LawnGuyLandSparky said:


> That earth looks undersized... :whistling2:


well its not, and its standard here mate!:thumbsup:


----------



## user4818 (Jan 15, 2009)

blindside said:


> everything is 240/415 in Australia...



Must be quite a bang if you cut through a live cable with your linesman pliers, or whatever you call them down under.


----------



## blindside (Apr 22, 2008)

Peter D said:


> Must be quite a bang if you cut through a live cable with your linesman pliers, or whatever you call them down under.



yeh, but there are safety switches (rcd's) so you only blow a hole in your pliers! no damage to anything else! haha

do you have volt sticks there??? I'm sure you do. Like a pen thing, you touch the cables with and it lights up if they are live or not???

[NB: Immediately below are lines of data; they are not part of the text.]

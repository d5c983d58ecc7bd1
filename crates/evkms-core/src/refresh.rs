//! Gateway-driven key refresh
//!
//! Refreshes transform existing pairwise keys in place through a one-way
//! hash chain keyed by a gateway-supplied nonce; the old key is never
//! recoverable from the new one. Two triggers exist: a targeted command on
//! the per-device command address (all peers or one named peer) and a
//! subset-wide scheduled broadcast on the alert address. Both are no-ops for
//! a self-revoked device, checked before the payload is even parsed.

use tracing::{info, warn};

use crate::error::{EvkmsError, EvkmsResult};
use crate::protocol::{DeviceCommand, StatusReport};
use crate::session::{DeviceSession, SessionState};

impl DeviceSession {
    /// Handle a refresh command from the per-device command address
    ///
    /// Refresh-all walks every stored record; refresh-specific touches one
    /// named peer, where a missing record is a zero-count no-op, not a
    /// fault. A single acknowledgment summarizing the outcome is published
    /// to the gateway (skipped, with a warning, if no gateway is bound yet).
    pub(crate) fn handle_command(&self, payload: &[u8]) -> EvkmsResult<()> {
        let mut state = self.state_mut();
        if state.revocation.is_self_revoked() {
            return Err(EvkmsError::SelfRevoked);
        }

        let command = DeviceCommand::from_slice(payload)?;
        let (count, refreshed_peer, was_central, task_id) = match command {
            DeviceCommand::RefreshAll {
                refresh_nonce,
                task_id,
                ..
            } => {
                info!(nonce = %refresh_nonce, "Refreshing all related pairwise keys");
                (state.keys.refresh_all(&refresh_nonce), None, true, task_id)
            }
            DeviceCommand::RefreshSpecific {
                refresh_nonce,
                task_id,
                target_peer_guid,
                ..
            } => {
                info!(peer = %target_peer_guid, nonce = %refresh_nonce, "Refreshing specific pairwise key");
                let refreshed = state.keys.refresh(&target_peer_guid, &refresh_nonce);
                if !refreshed {
                    warn!(peer = %target_peer_guid, "Skipping refresh - key missing for this peer");
                }
                (
                    usize::from(refreshed),
                    Some(target_peer_guid),
                    false,
                    task_id,
                )
            }
        };
        info!(count, "Pairwise keys refreshed");

        let report = StatusReport::RefreshProcessed {
            device_guid: self.identity().clone(),
            task_id: task_id.clone(),
            timestamp: chrono::Utc::now().timestamp(),
            peer_keys_refreshed_count: count,
            refreshed_peer_guid: refreshed_peer,
            was_central_refresh: was_central,
        };
        if self.send_status(&state, report)? {
            info!(task_id = ?task_id, "Sent pairwise key refresh ACK to gateway");
        }
        Ok(())
    }

    /// Handle a subset-wide scheduled refresh broadcast
    ///
    /// Refreshes every stored pairwise key with the broadcast nonce and
    /// acknowledges completion to the gateway.
    pub(crate) fn handle_scheduled_refresh(
        &self,
        state: &mut SessionState,
        refresh_nonce: &str,
        issuer: Option<String>,
        task_id: Option<String>,
    ) -> EvkmsResult<()> {
        if state.revocation.is_self_revoked() {
            return Err(EvkmsError::SelfRevoked);
        }

        info!(nonce = %refresh_nonce, "Received scheduled key refresh broadcast");
        let count = state.keys.refresh_all(refresh_nonce);

        let report = StatusReport::ScheduledRefreshCompleted {
            device_guid: self.identity().clone(),
            task_id: task_id.clone(),
            timestamp: chrono::Utc::now().timestamp(),
            keys_refreshed_count: count,
            issuer,
        };
        if self.send_status(state, report)? {
            info!(task_id = ?task_id, "Sent scheduled key refresh ACK");
        }
        Ok(())
    }
}
//! EVKMS Device Protocol Core
//!
//! Device-side half of an Exclusion-based Vector Key Management Scheme:
//! peer devices in an IoT subset, once provisioned by a gateway with secret
//! vector material, autonomously discover each other, derive authenticated
//! pairwise symmetric keys without a live trusted third party, refresh those
//! keys on command, and revoke compromised peers network-wide.
//!
//! ## Overview
//!
//! - **Discovery**: each device periodically broadcasts an authenticated
//!   announcement carrying a fresh nonce.
//! - **Key agreement**: a receiving peer verifies the announcement against
//!   the subset's current secret vector, derives the pairwise key locally,
//!   and answers with a digest proving possession; the initiator verifies
//!   the digest and promotes the key to Established. The key itself never
//!   traverses the network.
//! - **Revocation**: subset-wide alerts permanently exclude a device and
//!   purge its key material everywhere.
//! - **Refresh**: gateway-issued nonces advance existing keys through a
//!   one-way hash chain.
//!
//! All messages are UTF-8 JSON values on an at-least-once pub/sub transport;
//! the transport itself sits behind the [`transport::Publisher`] trait.
//!
//! ## Quick Start
//!
//! ```ignore
//! use std::sync::Arc;
//! use evkms_core::{DeviceGuid, DeviceSession, LocalBus};
//!
//! let bus = LocalBus::new();
//! let session = Arc::new(DeviceSession::new(
//!     DeviceGuid::new("subset1_device@1"),
//!     "LR01",
//!     bus.clone(),
//! ));
//!
//! // Feed inbound messages from the transport:
//! let mut rx = bus.subscribe(session.subscriptions());
//! // session.on_message(&msg.topic, &msg.payload) for each received message
//!
//! // And start the periodic discovery broadcasts:
//! let task = session.start_discovery_task();
//! // ... task.stop().await at shutdown
//! ```

pub mod agreement;
pub mod crypto;
pub mod discovery;
pub mod error;
pub mod keystore;
pub mod protocol;
pub mod provisioning;
pub mod refresh;
pub mod reporting;
pub mod revocation;
pub mod session;
pub mod topics;
pub mod transport;
pub mod types;

// Re-exports
pub use discovery::{DiscoveryTask, NonceLedger};
pub use error::{EvkmsError, EvkmsResult};
pub use keystore::KeyStore;
pub use protocol::{
    DeviceCommand, DiscoveryAnnouncement, KeyResponse, ProvisioningPayload, StatusReport,
    SubsetAlert,
};
pub use provisioning::ProvisioningStore;
pub use reporting::ReportingLedger;
pub use revocation::RevocationRegistry;
pub use session::DeviceSession;
pub use transport::{InboundMessage, LocalBus, Publisher};
pub use types::{DeviceGuid, KeyState, PairwiseKeyRecord, ProvisioningVectors};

usually its demolition guys that cut live cables, not sparkies! i found that out the hard way when i lent one them my good pliers and they came back with a hole in them!!

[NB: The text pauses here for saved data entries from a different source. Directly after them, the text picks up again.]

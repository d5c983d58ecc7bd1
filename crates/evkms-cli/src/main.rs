//! EVKMS device CLI
//!
//! Thin wrapper around evkms-core for command-line usage.
//!
//! ## Usage
//!
//! ```bash
//! # Show this device's identity and the topics it listens on
//! evkms-device info
//!
//! # Run an in-process subset simulation over a local bus
//! evkms-device simulate --devices 4
//! ```
//!
//! The device identity defaults come from the same environment variables the
//! deployed firmware reads: `DEVICE_GUID` and `SUBSET_IDENTIFIER`.

use std::sync::Arc;

use anyhow::Result;
use clap::{Parser, Subcommand};
use rand::RngCore;
use tokio::sync::mpsc;
use tracing::info;
use tracing_subscriber::EnvFilter;

use evkms_core::topics;
use evkms_core::transport::{InboundMessage, LocalBus, Publisher};
use evkms_core::types::DeviceGuid;
use evkms_core::{crypto, DeviceSession};

/// EVKMS device - vector-based pairwise key management
#[derive(Parser)]
#[command(name = "evkms-device")]
#[command(version = "0.1.0")]
#[command(about = "EVKMS device - vector-based pairwise key management")]
struct Cli {
    /// Increase verbosity (-v, -vv, -vvv)
    #[arg(short, long, action = clap::ArgAction::Count)]
    verbose: u8,

    /// Device GUID in <subset>_device@<n> form
    #[arg(long, env = "DEVICE_GUID", default_value = "subset1_device@1")]
    device_guid: String,

    /// Subset identifier shared with discovery/alert peers
    #[arg(long, env = "SUBSET_IDENTIFIER", default_value = "LR01")]
    subset: String,

    #[command(subcommand)]
    command: Commands,
}

#[derive(Subcommand)]
enum Commands {
    /// Show this device's identity and subscription set
    Info,

    /// Run an in-process subset simulation over a local bus
    Simulate {
        /// Number of devices in the subset
        #[arg(short, long, default_value_t = 3)]
        devices: usize,
    },
}

#[tokio::main]
async fn main() -> Result<()> {
    let cli = Cli::parse();

    let default_level = match cli.verbose {
        0 => "warn",
        1 => "info",
        2 => "debug",
        _ => "trace",
    };
    tracing_subscriber::fmt()
        .with_env_filter(
            EnvFilter::try_from_default_env().unwrap_or_else(|_| EnvFilter::new(default_level)),
        )
        .init();

    match cli.command {
        Commands::Info => info_command(&cli.device_guid, &cli.subset),
        Commands::Simulate { devices } => simulate(&cli.subset, devices),
    }
}

fn info_command(device_guid: &str, subset: &str) -> Result<()> {
    let bus = LocalBus::new();
    let session = DeviceSession::new(DeviceGuid::new(device_guid), subset, bus);

    println!("Device:  {}", session.identity());
    println!("Subset:  {}", session.subset());
    match session.identity().local_position() {
        Some(position) => println!("Position: {} (vector index {})", position, position - 1),
        None => println!("Position: none (GUID has no @<n> marker)"),
    }
    println!("Subscriptions:");
    for filter in session.subscriptions() {
        println!("  {}", filter);
    }
    Ok(())
}

/// One simulated device: a session plus its subscription queue
struct SimDevice {
    session: Arc<DeviceSession>,
    rx: mpsc::UnboundedReceiver<InboundMessage>,
}

impl SimDevice {
    fn pump(&mut self) -> usize {
        let mut handled = 0;
        while let Ok(msg) = self.rx.try_recv() {
            self.session.on_message(&msg.topic, &msg.payload);
            handled += 1;
        }
        handled
    }
}

fn pump_until_quiet(devices: &mut [SimDevice]) {
    loop {
        let handled: usize = devices.iter_mut().map(|d| d.pump()).sum();
        if handled == 0 {
            break;
        }
    }
}

/// Drive a whole subset lifecycle in-process: provisioning, discovery,
/// scheduled refresh and a revocation, printing the key table at each step.
fn simulate(subset: &str, device_count: usize) -> Result<()> {
    anyhow::ensure!(device_count >= 2, "simulation needs at least 2 devices");

    let gateway = "gw-sim";
    let bus = LocalBus::new();

    // Current-vector secrets the gateway would have computed for this subset
    let vector: Vec<String> = (0..device_count)
        .map(|_| {
            let mut bytes = [0u8; 16];
            rand::rng().fill_bytes(&mut bytes);
            hex::encode(bytes)
        })
        .collect();

    let mut devices: Vec<SimDevice> = (1..=device_count)
        .map(|position| {
            let guid = DeviceGuid::new(format!("{subset}_device@{position}"));
            let session = Arc::new(DeviceSession::new(guid, subset, bus.clone()));
            let rx = bus.subscribe(session.subscriptions());
            SimDevice { session, rx }
        })
        .collect();

    println!("== Provisioning {device_count} devices ==");
    for (index, device) in devices.iter().enumerate() {
        let payload = serde_json::json!({
            "secret_i": vector[index],
            "Vectore_p": vector,
            "Vectore_c": vector,
            "Vectore_n": vector,
            "alpha": 5,
            "taskId": format!("sim-provision-{}", index + 1),
        });
        bus.publish(
            &format!("iot_network/{gateway}/devices/{}/config", device.session.identity()),
            serde_json::to_vec(&payload)?,
        );
    }
    pump_until_quiet(&mut devices);

    println!("== Discovery rounds ==");
    for index in 0..devices.len() {
        if let Err(e) = devices[index].session.broadcast_discovery() {
            info!(error = %e, "Broadcast skipped");
        }
        pump_until_quiet(&mut devices);
    }
    print_key_table(&devices);

    println!("== Scheduled key refresh ==");
    let refresh = serde_json::json!({
        "type": "SCHEDULED_KEY_REFRESH",
        "refreshNonce": crypto::generate_nonce(),
        "issuer": gateway,
        "taskId": "sim-refresh",
    });
    bus.publish(&topics::alert_topic(subset), serde_json::to_vec(&refresh)?);
    pump_until_quiet(&mut devices);
    print_key_table(&devices);

    let revoked = devices[device_count - 1].session.identity().clone();
    println!("== Revoking {revoked} ==");
    let alert = serde_json::json!({
        "type": "REVOCATION_ALERT",
        "revokedGuid": revoked.as_str(),
        "issuer": gateway,
    });
    bus.publish(&topics::alert_topic(subset), serde_json::to_vec(&alert)?);
    pump_until_quiet(&mut devices);
    print_key_table(&devices);

    Ok(())
}

fn print_key_table(devices: &[SimDevice]) {
    for device in devices {
        let session = &device.session;
        let revoked = if session.is_self_revoked() {
            " [REVOKED]"
        } else {
            ""
        };
        println!("{}{}", session.identity(), revoked);

        let mut peers = session.pairwise_peers();
        peers.sort_by(|a, b| a.as_str().cmp(b.as_str()));
        for peer in peers {
            if let Some(record) = session.pairwise_key(&peer) {
                println!(
                    "  {:<24} {:?}  fingerprint {}",
                    peer.as_str(),
                    record.state,
                    &crypto::key_fingerprint(&record.key)[..16],
                );
            }
        }
    }
}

hope you are all well up there!


----------



## user4818 (Jan 15, 2009)

blindside said:


> yeh, but there are safety switches so you only blow a hole in your pliers! no damage to anything else! haha
> 
> do you have volt sticks there??? I'm sure you do. Like a pen thing, you touch the cables with and it lights up if they are live or not???
> 
> ...


Yeah, we have volt ticks here. Sometimes you forget to use them though, and you end up with stripping holes in your pliers. :whistling2:


----------



## blindside (Apr 22, 2008)

Peter D said:


> Yeah, we have volt ticks here. Sometimes you forget to use them though, and you end up with stripping holes in your pliers. :whistling2:


haha, yeh they are about that size too! :thumbsup:


----------



## miller_elex (Jan 25, 2008)

blindside said:


> Our 2.5mm twin & earth....
> Staple cable of Aussie sparkies...


Who does the majority of work over there?

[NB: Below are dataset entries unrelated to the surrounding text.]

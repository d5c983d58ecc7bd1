//! EVKMS cryptographic primitives
//!
//! Keyed digests for discovery and acknowledgment, PBKDF2 pairwise key
//! derivation, key fingerprints and nonce generation. All functions are pure;
//! no state is held here.
//!
//! ## Canonical ordering
//!
//! Pairwise derivation is symmetric only because both sides normalize their
//! inputs the same way before concatenating:
//!
//! - GUIDs are ordered by the integer after the final `@` marker; if either
//!   position is missing or the positions tie, the pair falls back to plain
//!   lexicographic string order.
//! - Secrets are ordered lexicographically, independent of which GUID they
//!   belong to.
//!
//! The two orderings are independent and must not be mixed: a peer's secret
//! does not travel with its GUID through the sort.

use hmac::{Hmac, Mac};
use pbkdf2::pbkdf2_hmac;
use rand::RngCore;
use sha2::{Digest, Sha256};

use crate::types::DeviceGuid;

type HmacSha256 = Hmac<Sha256>;

/// PBKDF2-HMAC-SHA256 iteration count for pairwise key stretching
pub const PBKDF2_ITERATIONS: u32 = 100_000;

/// Derived pairwise key length in bytes (hex-encoded to 64 chars)
pub const PAIRWISE_KEY_LEN: usize = 32;

/// Generate a cryptographically secure discovery nonce
///
/// Format: `NONCE_` followed by 16 hex characters (8 random bytes).
pub fn generate_nonce() -> String {
    let mut bytes = [0u8; 8];
    rand::rng().fill_bytes(&mut bytes);
    format!("NONCE_{}", hex::encode(bytes))
}

/// Keyed digest authenticating a discovery announcement
///
/// HMAC-SHA256 over `guid ‖ nonce` keyed by the announcing device's secret.
/// Deterministic: identical inputs always produce identical output.
pub fn discovery_digest(secret: &str, guid: &str, nonce: &str) -> String {
    hmac_hex(secret.as_bytes(), format!("{}{}", guid, nonce).as_bytes())
}

/// Keyed digest proving possession of a pairwise key
///
/// HMAC-SHA256 over an arbitrary material string keyed by the hex-encoded
/// pairwise key. Used by the responder to build the acknowledgment and by
/// the initiator to verify it; both sides must construct identical material.
pub fn pairwise_digest(key_hex: &str, material: &str) -> String {
    hmac_hex(key_hex.as_bytes(), material.as_bytes())
}

/// Order a GUID pair canonically for key derivation
///
/// Numeric local positions decide the order; a missing or non-numeric
/// position on either side, or a positional tie, falls back to lexicographic
/// comparison of the full GUID strings.
pub fn canonical_guid_order<'a>(
    a: &'a DeviceGuid,
    b: &'a DeviceGuid,
) -> (&'a DeviceGuid, &'a DeviceGuid) {
    let ordered = match (a.local_position(), b.local_position()) {
        (Some(pa), Some(pb)) if pa != pb => pa < pb,
        _ => a.as_str() <= b.as_str(),
    };
    if ordered {
        (a, b)
    } else {
        (b, a)
    }
}

/// The acknowledgment material both sides of a key agreement digest over
///
/// `guid_a ‖ guid_b ‖ nonce` with the GUIDs in canonical order.
pub fn acknowledgment_material(own: &DeviceGuid, peer: &DeviceGuid, nonce: &str) -> String {
    let (guid_a, guid_b) = canonical_guid_order(own, peer);
    format!("{}{}{}", guid_a, guid_b, nonce)
}

/// Derive the pairwise key shared between two devices
///
/// Key material is `guid_a ‖ guid_b ‖ nonce ‖ secret_a ‖ secret_b` with the
/// GUIDs canonically ordered and the secrets in ascending lexicographic
/// order, stretched through [`PBKDF2_ITERATIONS`] rounds of
/// PBKDF2-HMAC-SHA256 salted by the nonce. Symmetric by construction: both
/// peers, each holding its own secret and the other's vector entry, obtain
/// an identical hex-encoded key without it ever traversing the network.
pub fn derive_pairwise_key(
    own_guid: &DeviceGuid,
    peer_guid: &DeviceGuid,
    own_secret: &str,
    peer_secret: &str,
    nonce: &str,
) -> String {
    let (guid_a, guid_b) = canonical_guid_order(own_guid, peer_guid);
    let (secret_a, secret_b) = if own_secret <= peer_secret {
        (own_secret, peer_secret)
    } else {
        (peer_secret, own_secret)
    };

    let material = format!("{}{}{}{}{}", guid_a, guid_b, nonce, secret_a, secret_b);

    let mut key = [0u8; PAIRWISE_KEY_LEN];
    pbkdf2_hmac::<Sha256>(
        material.as_bytes(),
        nonce.as_bytes(),
        PBKDF2_ITERATIONS,
        &mut key,
    );
    hex::encode(key)
}

/// One-way fingerprint of a key for external reporting
///
/// SHA-256 of the hex-encoded key; safe to send to the gateway in place of
/// the key material itself.
pub fn key_fingerprint(key_hex: &str) -> String {
    hex::encode(Sha256::digest(key_hex.as_bytes()))
}

/// One-way refresh transformation: `new_key = SHA-256(old_key ‖ nonce)`
///
/// Compromise of the refreshed key does not reveal its predecessor.
pub fn refreshed_key(old_key_hex: &str, refresh_nonce: &str) -> String {
    hex::encode(Sha256::digest(
        format!("{}{}", old_key_hex, refresh_nonce).as_bytes(),
    ))
}

fn hmac_hex(key: &[u8], data: &[u8]) -> String {
    let mut mac =
        HmacSha256::new_from_slice(key).expect("HMAC-SHA256 accepts keys of any length");
    mac.update(data);
    hex::encode(mac.finalize().into_bytes())
}

#[cfg(test)]
mod tests {
    use super::*;

    #[test]
    fn test_nonce_format() {
        let nonce = generate_nonce();
        assert!(nonce.starts_with("NONCE_"));
        assert_eq!(nonce.len(), 6 + 16);
        assert!(nonce[6..].chars().all(|c| c.is_ascii_hexdigit()));
    }

    #[test]
    fn test_nonce_uniqueness() {
        let a = generate_nonce();
        let b = generate_nonce();
        assert_ne!(a, b);
    }

    #[test]
    fn test_discovery_digest_deterministic() {
        let d1 = discovery_digest("secret", "subset1_device@1", "NONCE_aabb");
        let d2 = discovery_digest("secret", "subset1_device@1", "NONCE_aabb");
        assert_eq!(d1, d2);
        assert_eq!(d1.len(), 64);
    }

    #[test]
    fn test_discovery_digest_input_sensitivity() {
        let base = discovery_digest("secret", "subset1_device@1", "NONCE_aabb");
        assert_ne!(base, discovery_digest("secre7", "subset1_device@1", "NONCE_aabb"));
        assert_ne!(base, discovery_digest("secret", "subset1_device@2", "NONCE_aabb"));
        assert_ne!(base, discovery_digest("secret", "subset1_device@1", "NONCE_aabc"));
    }

    #[test]
    fn test_canonical_order_by_position() {
        let low = DeviceGuid::new("g@2");
        let high = DeviceGuid::new("g@10");
        // Numeric order, not lexicographic ("10" < "2" as strings)
        assert_eq!(canonical_guid_order(&high, &low), (&low, &high));
        assert_eq!(canonical_guid_order(&low, &high), (&low, &high));
    }

    #[test]
    fn test_canonical_order_lexicographic_fallback() {
        let a = DeviceGuid::new("alpha-node");
        let b = DeviceGuid::new("beta-node");
        assert_eq!(canonical_guid_order(&b, &a), (&a, &b));
    }

    #[test]
    fn test_canonical_order_position_tie_falls_back() {
        let a = DeviceGuid::new("aaa@3");
        let b = DeviceGuid::new("bbb@3");
        assert_eq!(canonical_guid_order(&b, &a), (&a, &b));
    }

    #[test]
    fn test_key_symmetry() {
        let guid_a = DeviceGuid::new("g@1");
        let guid_b = DeviceGuid::new("g@2");

        let key_from_a =
            derive_pairwise_key(&guid_a, &guid_b, "alpha-secret", "beta-secret", "NONCE_test1");
        let key_from_b =
            derive_pairwise_key(&guid_b, &guid_a, "beta-secret", "alpha-secret", "NONCE_test1");

        assert_eq!(key_from_a, key_from_b);
        assert_eq!(key_from_a.len(), PAIRWISE_KEY_LEN * 2);
    }

    #[test]
    fn test_key_depends_on_nonce() {
        let guid_a = DeviceGuid::new("g@1");
        let guid_b = DeviceGuid::new("g@2");

        let k1 = derive_pairwise_key(&guid_a, &guid_b, "sa", "sb", "NONCE_one");
        let k2 = derive_pairwise_key(&guid_a, &guid_b, "sa", "sb", "NONCE_two");
        assert_ne!(k1, k2);
    }

    #[test]
    fn test_acknowledgment_material_symmetric() {
        let guid_a = DeviceGuid::new("g@1");
        let guid_b = DeviceGuid::new("g@2");
        assert_eq!(
            acknowledgment_material(&guid_a, &guid_b, "NONCE_x"),
            acknowledgment_material(&guid_b, &guid_a, "NONCE_x"),
        );
        assert_eq!(acknowledgment_material(&guid_a, &guid_b, "NONCE_x"), "g@1g@2NONCE_x");
    }

    #[test]
    fn test_fingerprint_differs_from_key() {
        let key = "ab".repeat(32);
        let fp = key_fingerprint(&key);
        assert_ne!(fp, key);
        assert_eq!(fp.len(), 64);
        // Deterministic
        assert_eq!(fp, key_fingerprint(&key));
    }

    #[test]
    fn test_refresh_chain() {
        let k0 = "cd".repeat(32);
        let k1 = refreshed_key(&k0, "NONCE_r1");
        let k2 = refreshed_key(&k1, "NONCE_r2");

        assert_ne!(k0, k1);
        assert_ne!(k1, k2);
        // Each link is a function of exactly the preceding key and the nonce
        assert_eq!(k2, refreshed_key(&refreshed_key(&k0, "NONCE_r1"), "NONCE_r2"));
    }

    #[test]
    fn test_refresh_different_nonces_diverge() {
        let k0 = "ef".repeat(32);
        assert_ne!(refreshed_key(&k0, "NONCE_a"), refreshed_key(&k0, "NONCE_b"));
    }
}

Lots of immigrant types do the labor is it mostly Australians?

How is the pay? How many weeks a year? How many hours a week?
How many hours a day?

Too many electricians in the trade or not enough?

Where's the perpetual labor shortage, overtime jobs?


----------



## blindside (Apr 22, 2008)

miller_elex said:


> Who does the majority of work over there?
> Electricians and the apprentices
> 
> Lots of immigrant types do the labor is it mostly Australians?
> ...


bside


----------